**What this task involves**
Using the data below, gather each line that includes the word "DeviceBusy".

[Saved entries]

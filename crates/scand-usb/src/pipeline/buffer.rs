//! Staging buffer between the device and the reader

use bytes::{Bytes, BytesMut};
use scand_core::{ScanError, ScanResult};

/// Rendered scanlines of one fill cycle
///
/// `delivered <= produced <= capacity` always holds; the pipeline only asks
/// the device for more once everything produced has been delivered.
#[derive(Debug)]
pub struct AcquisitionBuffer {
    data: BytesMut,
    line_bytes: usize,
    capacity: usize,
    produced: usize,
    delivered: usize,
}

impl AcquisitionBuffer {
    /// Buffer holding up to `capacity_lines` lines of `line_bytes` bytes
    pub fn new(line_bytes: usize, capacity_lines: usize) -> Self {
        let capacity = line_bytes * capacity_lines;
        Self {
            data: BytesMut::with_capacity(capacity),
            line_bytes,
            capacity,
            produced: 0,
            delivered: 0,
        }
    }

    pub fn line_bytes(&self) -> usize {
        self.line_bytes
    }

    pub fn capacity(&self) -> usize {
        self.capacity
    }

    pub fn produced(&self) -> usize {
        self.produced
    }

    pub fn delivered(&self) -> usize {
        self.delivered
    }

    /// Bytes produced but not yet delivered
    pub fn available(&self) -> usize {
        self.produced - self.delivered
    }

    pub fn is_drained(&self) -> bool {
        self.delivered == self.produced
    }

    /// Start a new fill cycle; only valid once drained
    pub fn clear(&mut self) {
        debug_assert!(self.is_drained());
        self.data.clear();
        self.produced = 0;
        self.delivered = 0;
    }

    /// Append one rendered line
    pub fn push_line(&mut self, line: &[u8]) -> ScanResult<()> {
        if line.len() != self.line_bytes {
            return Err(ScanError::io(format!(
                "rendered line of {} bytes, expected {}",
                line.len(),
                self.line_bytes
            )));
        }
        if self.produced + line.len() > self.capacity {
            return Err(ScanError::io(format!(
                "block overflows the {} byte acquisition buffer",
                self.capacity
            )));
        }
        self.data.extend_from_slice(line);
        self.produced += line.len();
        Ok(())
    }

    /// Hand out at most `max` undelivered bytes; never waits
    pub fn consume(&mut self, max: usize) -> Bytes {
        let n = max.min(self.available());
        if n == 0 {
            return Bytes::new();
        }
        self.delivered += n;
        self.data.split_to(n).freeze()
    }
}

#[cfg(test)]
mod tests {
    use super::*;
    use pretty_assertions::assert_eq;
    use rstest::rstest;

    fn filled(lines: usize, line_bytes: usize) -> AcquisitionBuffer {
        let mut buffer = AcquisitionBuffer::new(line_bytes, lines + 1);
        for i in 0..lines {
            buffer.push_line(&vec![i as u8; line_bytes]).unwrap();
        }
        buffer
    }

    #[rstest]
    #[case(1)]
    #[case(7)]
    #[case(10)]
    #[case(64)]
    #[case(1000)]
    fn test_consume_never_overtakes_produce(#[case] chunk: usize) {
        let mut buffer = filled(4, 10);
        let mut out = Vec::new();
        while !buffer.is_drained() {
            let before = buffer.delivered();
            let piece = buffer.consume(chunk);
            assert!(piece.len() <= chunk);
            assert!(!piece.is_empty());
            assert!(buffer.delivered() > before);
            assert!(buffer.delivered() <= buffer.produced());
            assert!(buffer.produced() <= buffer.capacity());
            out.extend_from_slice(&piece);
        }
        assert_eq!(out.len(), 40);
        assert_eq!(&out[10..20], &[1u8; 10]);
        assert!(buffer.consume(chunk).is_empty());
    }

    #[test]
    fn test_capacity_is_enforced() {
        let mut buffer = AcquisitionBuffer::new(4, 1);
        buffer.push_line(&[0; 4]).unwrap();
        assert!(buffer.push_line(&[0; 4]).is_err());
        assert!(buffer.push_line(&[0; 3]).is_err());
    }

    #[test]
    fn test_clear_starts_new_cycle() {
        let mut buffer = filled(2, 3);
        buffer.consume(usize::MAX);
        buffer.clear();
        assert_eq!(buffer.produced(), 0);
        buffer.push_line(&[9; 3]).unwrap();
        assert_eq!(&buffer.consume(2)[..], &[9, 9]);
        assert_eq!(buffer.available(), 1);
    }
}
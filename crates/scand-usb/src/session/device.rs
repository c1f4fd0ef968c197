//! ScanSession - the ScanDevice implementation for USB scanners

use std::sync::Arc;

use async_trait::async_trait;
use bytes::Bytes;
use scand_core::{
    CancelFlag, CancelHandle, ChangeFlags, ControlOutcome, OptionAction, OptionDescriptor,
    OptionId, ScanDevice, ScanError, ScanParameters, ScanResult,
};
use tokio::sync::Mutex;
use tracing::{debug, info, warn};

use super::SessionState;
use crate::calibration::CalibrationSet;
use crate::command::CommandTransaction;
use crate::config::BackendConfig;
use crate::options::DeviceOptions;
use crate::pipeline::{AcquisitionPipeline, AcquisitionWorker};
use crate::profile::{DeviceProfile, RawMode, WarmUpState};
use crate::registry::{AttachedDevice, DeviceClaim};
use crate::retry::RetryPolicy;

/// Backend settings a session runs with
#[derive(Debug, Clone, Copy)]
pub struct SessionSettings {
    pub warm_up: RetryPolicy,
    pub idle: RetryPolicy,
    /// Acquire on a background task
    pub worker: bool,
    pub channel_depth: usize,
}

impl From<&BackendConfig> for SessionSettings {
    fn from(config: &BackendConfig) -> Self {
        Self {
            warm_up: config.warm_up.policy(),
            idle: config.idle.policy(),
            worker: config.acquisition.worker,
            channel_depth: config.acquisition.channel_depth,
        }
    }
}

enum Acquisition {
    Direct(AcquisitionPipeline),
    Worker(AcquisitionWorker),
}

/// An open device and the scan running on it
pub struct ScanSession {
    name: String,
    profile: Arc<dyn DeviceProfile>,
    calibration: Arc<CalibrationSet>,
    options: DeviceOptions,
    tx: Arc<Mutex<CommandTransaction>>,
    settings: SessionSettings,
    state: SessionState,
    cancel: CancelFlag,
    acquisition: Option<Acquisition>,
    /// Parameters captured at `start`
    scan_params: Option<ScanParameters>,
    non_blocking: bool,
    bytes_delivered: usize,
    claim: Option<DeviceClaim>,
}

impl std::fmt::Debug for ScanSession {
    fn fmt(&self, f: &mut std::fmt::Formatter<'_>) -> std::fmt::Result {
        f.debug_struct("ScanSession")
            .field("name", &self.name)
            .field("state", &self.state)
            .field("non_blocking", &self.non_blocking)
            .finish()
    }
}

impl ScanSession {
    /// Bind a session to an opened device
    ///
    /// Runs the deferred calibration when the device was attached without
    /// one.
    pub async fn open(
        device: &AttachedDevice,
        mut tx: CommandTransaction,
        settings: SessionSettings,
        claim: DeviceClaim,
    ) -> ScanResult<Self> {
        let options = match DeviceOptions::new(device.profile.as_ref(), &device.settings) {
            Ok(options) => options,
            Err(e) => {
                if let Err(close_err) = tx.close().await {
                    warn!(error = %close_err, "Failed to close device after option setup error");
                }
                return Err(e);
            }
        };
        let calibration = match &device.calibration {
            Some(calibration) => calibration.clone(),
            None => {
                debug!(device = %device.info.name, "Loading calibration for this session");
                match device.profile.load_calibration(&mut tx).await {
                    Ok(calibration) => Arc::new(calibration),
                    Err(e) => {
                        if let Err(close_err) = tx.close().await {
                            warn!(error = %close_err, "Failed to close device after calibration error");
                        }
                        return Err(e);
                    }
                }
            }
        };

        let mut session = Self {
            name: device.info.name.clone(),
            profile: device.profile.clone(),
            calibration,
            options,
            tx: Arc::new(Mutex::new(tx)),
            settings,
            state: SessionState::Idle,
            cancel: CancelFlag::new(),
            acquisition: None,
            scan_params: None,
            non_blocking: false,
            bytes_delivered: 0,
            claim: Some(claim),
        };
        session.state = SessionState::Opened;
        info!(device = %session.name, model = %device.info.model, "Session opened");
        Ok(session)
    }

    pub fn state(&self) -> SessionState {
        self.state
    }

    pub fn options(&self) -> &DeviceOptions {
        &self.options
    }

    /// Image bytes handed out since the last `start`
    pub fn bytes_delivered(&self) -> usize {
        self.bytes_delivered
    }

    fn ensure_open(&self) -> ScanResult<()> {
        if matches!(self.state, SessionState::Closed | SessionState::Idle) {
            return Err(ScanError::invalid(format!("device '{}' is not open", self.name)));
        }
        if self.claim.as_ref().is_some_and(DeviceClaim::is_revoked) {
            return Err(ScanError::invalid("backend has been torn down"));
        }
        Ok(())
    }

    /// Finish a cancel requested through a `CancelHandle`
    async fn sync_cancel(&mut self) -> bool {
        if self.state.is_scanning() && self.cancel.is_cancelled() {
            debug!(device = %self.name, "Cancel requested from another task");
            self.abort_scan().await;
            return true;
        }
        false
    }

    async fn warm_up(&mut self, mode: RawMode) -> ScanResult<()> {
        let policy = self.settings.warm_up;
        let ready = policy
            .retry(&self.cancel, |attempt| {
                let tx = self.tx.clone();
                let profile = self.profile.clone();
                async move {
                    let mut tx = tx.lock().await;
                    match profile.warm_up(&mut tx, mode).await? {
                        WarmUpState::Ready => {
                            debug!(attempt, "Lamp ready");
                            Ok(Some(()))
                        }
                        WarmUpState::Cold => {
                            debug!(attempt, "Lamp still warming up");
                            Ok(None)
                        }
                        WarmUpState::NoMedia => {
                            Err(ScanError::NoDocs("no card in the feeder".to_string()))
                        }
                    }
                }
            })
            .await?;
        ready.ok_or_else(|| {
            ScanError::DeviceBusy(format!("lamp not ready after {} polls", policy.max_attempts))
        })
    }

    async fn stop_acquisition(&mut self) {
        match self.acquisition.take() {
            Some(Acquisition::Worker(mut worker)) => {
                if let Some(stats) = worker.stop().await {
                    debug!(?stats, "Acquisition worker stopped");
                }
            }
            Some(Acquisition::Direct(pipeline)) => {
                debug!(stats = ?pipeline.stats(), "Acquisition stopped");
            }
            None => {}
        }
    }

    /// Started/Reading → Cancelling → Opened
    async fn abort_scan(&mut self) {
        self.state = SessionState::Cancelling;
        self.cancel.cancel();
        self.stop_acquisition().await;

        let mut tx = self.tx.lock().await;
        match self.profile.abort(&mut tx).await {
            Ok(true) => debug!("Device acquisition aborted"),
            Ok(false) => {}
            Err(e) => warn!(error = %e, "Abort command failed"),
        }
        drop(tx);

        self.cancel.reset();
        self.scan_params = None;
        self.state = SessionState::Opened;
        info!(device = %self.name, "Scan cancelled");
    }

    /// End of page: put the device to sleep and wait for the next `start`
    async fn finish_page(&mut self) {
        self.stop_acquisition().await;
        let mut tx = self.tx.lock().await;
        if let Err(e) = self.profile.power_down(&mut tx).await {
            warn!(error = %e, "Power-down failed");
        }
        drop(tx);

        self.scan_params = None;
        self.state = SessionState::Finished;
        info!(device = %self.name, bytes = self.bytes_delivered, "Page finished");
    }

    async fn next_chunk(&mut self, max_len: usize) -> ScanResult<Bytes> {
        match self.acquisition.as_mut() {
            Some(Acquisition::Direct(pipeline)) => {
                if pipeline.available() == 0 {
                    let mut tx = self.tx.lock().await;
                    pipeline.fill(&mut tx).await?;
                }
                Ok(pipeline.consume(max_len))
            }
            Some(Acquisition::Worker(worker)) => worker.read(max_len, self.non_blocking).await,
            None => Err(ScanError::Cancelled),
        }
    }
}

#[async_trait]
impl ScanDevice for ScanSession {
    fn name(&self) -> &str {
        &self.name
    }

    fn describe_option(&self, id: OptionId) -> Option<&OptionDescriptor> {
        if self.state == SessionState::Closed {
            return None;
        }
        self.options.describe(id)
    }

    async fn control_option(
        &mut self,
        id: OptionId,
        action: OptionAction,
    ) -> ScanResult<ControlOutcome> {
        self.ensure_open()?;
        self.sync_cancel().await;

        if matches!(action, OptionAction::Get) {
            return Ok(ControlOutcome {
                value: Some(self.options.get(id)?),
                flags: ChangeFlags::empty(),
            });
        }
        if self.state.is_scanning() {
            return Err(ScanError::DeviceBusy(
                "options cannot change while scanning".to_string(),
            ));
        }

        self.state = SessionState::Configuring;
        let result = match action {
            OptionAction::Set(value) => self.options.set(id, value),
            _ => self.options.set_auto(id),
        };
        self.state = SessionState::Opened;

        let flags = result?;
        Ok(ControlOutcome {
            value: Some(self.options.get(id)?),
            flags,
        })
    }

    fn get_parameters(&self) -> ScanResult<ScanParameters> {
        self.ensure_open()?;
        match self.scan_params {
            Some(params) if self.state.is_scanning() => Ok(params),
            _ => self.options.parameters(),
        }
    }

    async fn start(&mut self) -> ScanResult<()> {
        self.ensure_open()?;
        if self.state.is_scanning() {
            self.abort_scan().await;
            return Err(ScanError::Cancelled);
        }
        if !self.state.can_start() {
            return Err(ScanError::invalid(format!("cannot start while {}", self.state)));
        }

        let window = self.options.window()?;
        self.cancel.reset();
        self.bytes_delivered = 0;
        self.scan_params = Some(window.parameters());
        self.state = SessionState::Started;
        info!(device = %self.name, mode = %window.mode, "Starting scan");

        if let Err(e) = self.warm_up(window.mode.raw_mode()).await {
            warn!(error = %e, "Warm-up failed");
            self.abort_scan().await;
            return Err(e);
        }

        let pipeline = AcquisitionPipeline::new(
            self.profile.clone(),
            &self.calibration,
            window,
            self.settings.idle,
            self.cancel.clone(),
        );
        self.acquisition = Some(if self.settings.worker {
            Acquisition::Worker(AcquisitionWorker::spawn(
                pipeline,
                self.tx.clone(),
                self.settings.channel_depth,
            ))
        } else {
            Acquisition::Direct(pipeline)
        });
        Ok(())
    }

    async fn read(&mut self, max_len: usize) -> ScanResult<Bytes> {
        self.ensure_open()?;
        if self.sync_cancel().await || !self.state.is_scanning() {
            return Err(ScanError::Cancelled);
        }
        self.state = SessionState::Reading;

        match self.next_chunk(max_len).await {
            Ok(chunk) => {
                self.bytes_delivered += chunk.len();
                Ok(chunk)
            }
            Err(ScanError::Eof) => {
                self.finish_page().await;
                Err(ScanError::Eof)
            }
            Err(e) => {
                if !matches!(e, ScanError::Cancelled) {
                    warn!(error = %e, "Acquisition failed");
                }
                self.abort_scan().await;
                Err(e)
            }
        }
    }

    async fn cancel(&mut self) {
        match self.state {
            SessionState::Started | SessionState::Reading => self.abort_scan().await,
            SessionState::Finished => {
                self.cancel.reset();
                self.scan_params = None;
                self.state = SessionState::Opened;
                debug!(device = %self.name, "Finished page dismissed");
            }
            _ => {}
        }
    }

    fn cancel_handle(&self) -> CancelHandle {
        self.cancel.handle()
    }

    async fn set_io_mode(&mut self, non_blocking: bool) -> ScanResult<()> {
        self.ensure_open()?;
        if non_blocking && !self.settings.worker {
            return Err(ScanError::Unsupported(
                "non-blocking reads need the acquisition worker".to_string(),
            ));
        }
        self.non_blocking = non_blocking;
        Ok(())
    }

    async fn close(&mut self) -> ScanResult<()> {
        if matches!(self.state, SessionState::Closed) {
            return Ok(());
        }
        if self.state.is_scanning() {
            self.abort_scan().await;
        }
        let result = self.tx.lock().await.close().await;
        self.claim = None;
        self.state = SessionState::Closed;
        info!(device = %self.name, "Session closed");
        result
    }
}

**Output**
            ScanError::DeviceBusy(format!("lamp not ready after {} polls", policy.max_attempts))
            return Err(ScanError::DeviceBusy(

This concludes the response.